### What to do
Your task is to copy every line of the records below that contains "first".

=== Input for this task ===

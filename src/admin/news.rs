use crate::admin::{
    commit, delete_with_objects, require, write_record, AdminError, DeleteOutcome, SaveOutcome,
};
use crate::attachments::{remove_superseded, stage};
use crate::backend::{ContentError, Query};
use crate::content::{ContentClient, Upload};
use crate::models::{Bucket, NewsArticle, NewsDraft};
use tracing::{error, info};

const BUCKET: Bucket = Bucket::NewsPdfs;

/// Submitted news form.
#[derive(Debug, Clone, Default, PartialEq)]
pub struct NewsForm {
    pub title: String,
    pub content: String,
    pub cat: String,
    pub published: bool,
    /// Replacement document; `None` keeps the current one
    pub document: Option<Upload>,
}

impl From<&NewsArticle> for NewsForm {
    fn from(article: &NewsArticle) -> Self {
        Self {
            title: article.title.clone(),
            content: article.content.clone(),
            cat: article.cat.clone(),
            published: article.published,
            document: None,
        }
    }
}

pub struct NewsManager {
    content: ContentClient,
}

impl NewsManager {
    pub fn new(content: ContentClient) -> Self {
        Self { content }
    }

    /// Every article, newest first, published or not.
    pub async fn list(&self) -> Result<Vec<NewsArticle>, ContentError> {
        self.content
            .list(Query::new().order_desc("created_at"))
            .await
            .inspect_err(|e| error!("Error fetching news: {}", e))
    }

    pub async fn get(&self, id: &str) -> Result<Option<NewsArticle>, ContentError> {
        self.content
            .get(id)
            .await
            .inspect_err(|e| error!("Error fetching news {}: {}", id, e))
    }

    pub fn document_url(&self, path: &str) -> String {
        self.content.public_url(BUCKET, path)
    }

    /// Create (`existing` is `None`) or update an article.
    ///
    /// A new document is stored before the record is written; the document it
    /// replaces is removed only after the write succeeded.
    pub async fn save(
        &self,
        existing: Option<&NewsArticle>,
        form: NewsForm,
    ) -> Result<SaveOutcome<NewsArticle>, AdminError> {
        require(&form.title, "Title")?;
        require(&form.cat, "Category")?;
        require(&form.content, "Content")?;

        let staged = stage(&self.content, BUCKET, form.document.as_slice()).await?;
        let previous = existing.and_then(|a| a.pdf_file_path.clone());

        let draft = NewsDraft {
            title: form.title,
            content: form.content,
            cat: form.cat,
            pdf_file_path: staged.first().cloned().or_else(|| previous.clone()),
            published: form.published,
        };

        let replaced = !staged.is_empty();
        let written = write_record(&self.content, existing.map(|a| a.id.as_str()), &draft).await;
        let record: NewsArticle = commit(&self.content, staged, written, "news").await?;

        let orphaned = match previous {
            Some(old) if replaced => remove_superseded(&self.content, BUCKET, vec![old]).await,
            _ => Vec::new(),
        };

        info!("Saved news {}", record.id);
        Ok(SaveOutcome { record, orphaned })
    }

    pub async fn delete(&self, article: &NewsArticle) -> Result<DeleteOutcome, AdminError> {
        let paths = article.pdf_file_path.iter().cloned().collect();
        let outcome =
            delete_with_objects::<NewsArticle>(&self.content, &article.id, BUCKET, paths, "news")
                .await?;
        info!("Deleted news {}", article.id);
        Ok(outcome)
    }
}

===

### Answer below
    /// Every article, newest first, published or not.
            pdf_file_path: staged.first().cloned().or_else(|| previous.clone()),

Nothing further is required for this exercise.